A significant area of concern identified in our study was the high number of patients identified with DR that were referred to public ophthalmology services but did not attend. During informal discussion, some of our referred patients reported receiving letters asking them to reply if they wished to remain on the waiting list for an ophthalmology appointment. This created confusion for the patients, and most did not reply. Improved referral pathways clearly need to be identified and implemented, in consultation with the hospital outpatient departments. A possible solution to ophthalmic access problems is a special on-site clinic with a visiting ophthalmologist. The IIHS will trial and evaluate this option in the near future.

DR screening using retinal cameras is sustainable over a long period of time in the remote Indigenous primary health care context and can successfully involve aboriginal health workers as well as practice nurses in taking photographs. 8 There is no reason why it is not equally sustainable and feasible in urban Indigenous primary health care settings. Primary care DR screening using retinal photography can improve access to DR screening for Indigenous patients, and reduce the burden on busy outpatient departments and should reduce visual loss.
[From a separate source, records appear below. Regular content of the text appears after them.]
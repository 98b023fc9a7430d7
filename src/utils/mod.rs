//! Small shared building blocks.
//!
//! - [`BitSet`] - Growable bit vector used for per-symbol boolean tables
//! - [`xml`] - Owned element tree for linker descriptors

mod bitset;
pub mod xml;

pub use bitset::BitSet;
pub use xml::XmlElement;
We support recommendations made by the National Indigenous Eye Health Survey to fund retinal photography so that health services can undertake screening sustainably. 7 Policy-makers could make the uptake of this screening more sustainable by funding a medicare item-number for primary care based DR screening associated with the annual diabetic cycle of care. An upfront Practice Incentive Program (PIP) payment could offset set up costs. Research across multiple sites using a cluster randomised controlled study design for evaluating retinal photography screening with a control group and clinically relevant outcomes such as vision would provide evidence about the generalisability of this approach.